Exercise aim:
Report every line of the entries that contains the word "names".

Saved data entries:
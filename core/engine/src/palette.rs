//! FILENAME: core/engine/src/palette.rs
//! PURPOSE: Named color palettes and the color arithmetic chart encodings need.
//! CONTEXT: Colors are assigned to series/categories by cyclic index into the
//! selected palette. Unknown palette names fall back to the default palette.

use serde::{Deserialize, Serialize};

pub const DEFAULT_PALETTE: &str = "default";

const PALETTES: &[(&str, &[&str])] = &[
    (
        "default",
        &[
            "#4e79a7", "#f28e2b", "#e15759", "#76b7b2", "#59a14f",
            "#edc948", "#b07aa1", "#ff9da7", "#9c755f", "#bab0ac",
        ],
    ),
    (
        "vibrant",
        &[
            "#e6194b", "#3cb44b", "#ffe119", "#4363d8", "#f58231",
            "#911eb4", "#46f0f0", "#f032e6", "#bcf60c", "#fabebe",
        ],
    ),
    (
        "pastel",
        &[
            "#a6cee3", "#b2df8a", "#fb9a99", "#fdbf6f", "#cab2d6",
            "#ffff99", "#8dd3c7", "#bebada", "#fccde5", "#d9d9d9",
        ],
    ),
    (
        "ocean",
        &[
            "#03045e", "#023e8a", "#0077b6", "#0096c7", "#00b4d8",
            "#48cae4", "#90e0ef", "#ade8f4",
        ],
    ),
    (
        "sunset",
        &[
            "#ff6b6b", "#f06595", "#cc5de8", "#845ef7", "#5c7cfa",
            "#ff922b", "#fcc419", "#e8590c",
        ],
    ),
    (
        "earth",
        &[
            "#8c510a", "#bf812d", "#dfc27d", "#80cdc1", "#35978f",
            "#01665e", "#543005", "#003c30",
        ],
    ),
    (
        "monochrome",
        &["#1a1a1a", "#404040", "#666666", "#8c8c8c", "#b3b3b3", "#d9d9d9"],
    ),
];

/// An ordered list of colors selected by name.
#[derive(Debug, Clone, Copy, PartialEq, Eq)]
pub struct Palette {
    pub name: &'static str,
    colors: &'static [&'static str],
}

impl Palette {
    /// Resolves a palette name, falling back to the default palette.
    pub fn named(name: Option<&str>) -> Palette {
        let requested = name.unwrap_or(DEFAULT_PALETTE);
        let &(name, colors) = PALETTES
            .iter()
            .find(|(n, _)| n.eq_ignore_ascii_case(requested))
            .unwrap_or(&PALETTES[0]);
        Palette { name, colors }
    }

    /// Color for the `index`-th series/category (cyclic).
    pub fn color(&self, index: usize) -> &'static str {
        self.colors[index % self.colors.len()]
    }

    pub fn colors(&self) -> &'static [&'static str] {
        self.colors
    }

    pub fn names() -> impl Iterator<Item = &'static str> {
        PALETTES.iter().map(|(n, _)| *n)
    }
}

impl Default for Palette {
    fn default() -> Self {
        Palette::named(None)
    }
}

// ============================================================================
// COLOR
// ============================================================================

/// RGBA color.
#[derive(Debug, Clone, Copy, PartialEq, Eq, Hash, Serialize, Deserialize)]
pub struct Color {
    pub r: u8,
    pub g: u8,
    pub b: u8,
    pub a: u8, // Alpha channel (255 = opaque)
}

impl Color {
    pub const fn new(r: u8, g: u8, b: u8) -> Self {
        Color { r, g, b, a: 255 }
    }

    pub const fn with_alpha(r: u8, g: u8, b: u8, a: u8) -> Self {
        Color { r, g, b, a }
    }

    /// Convert to CSS hex or rgba() string.
    pub fn to_css(&self) -> String {
        if self.a == 255 {
            format!("#{:02x}{:02x}{:02x}", self.r, self.g, self.b)
        } else {
            format!(
                "rgba({}, {}, {}, {:.2})",
                self.r,
                self.g,
                self.b,
                self.a as f32 / 255.0
            )
        }
    }

    /// Parse from hex string (e.g., "#FF0000" or "FF0000").
    pub fn from_hex(hex: &str) -> Option<Self> {
        let hex = hex.trim_start_matches('#');
        let channel = |i: usize| u8::from_str_radix(hex.get(i..i + 2)?, 16).ok();
        match hex.len() {
            6 => Some(Color::new(channel(0)?, channel(2)?, channel(4)?)),
            8 => Some(Color::with_alpha(channel(0)?, channel(2)?, channel(4)?, channel(6)?)),
            _ => None,
        }
    }

    /// Same color with the given opacity (0.0 - 1.0).
    pub fn faded(&self, opacity: f32) -> Color {
        let alpha = (opacity.clamp(0.0, 1.0) * 255.0).round() as u8;
        Color { a: alpha, ..*self }
    }

    /// Linear interpolation between two colors, `t` in 0.0 - 1.0.
    pub fn lerp(&self, other: &Color, t: f64) -> Color {
        let t = t.clamp(0.0, 1.0);
        let mix = |a: u8, b: u8| (a as f64 + (b as f64 - a as f64) * t).round() as u8;
        Color {
            r: mix(self.r, other.r),
            g: mix(self.g, other.g),
            b: mix(self.b, other.b),
            a: mix(self.a, other.a),
        }
    }
}

/// Semi-transparent variant of a hex color, used for area fills.
pub fn translucent(hex: &str, opacity: f32) -> String {
    Color::from_hex(hex)
        .map(|c| c.faded(opacity).to_css())
        .unwrap_or_else(|| hex.to_string())
}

Exercise answer:
//! selected palette. Unknown palette names fall back to the default palette.
    pub fn names() -> impl Iterator<Item = &'static str> {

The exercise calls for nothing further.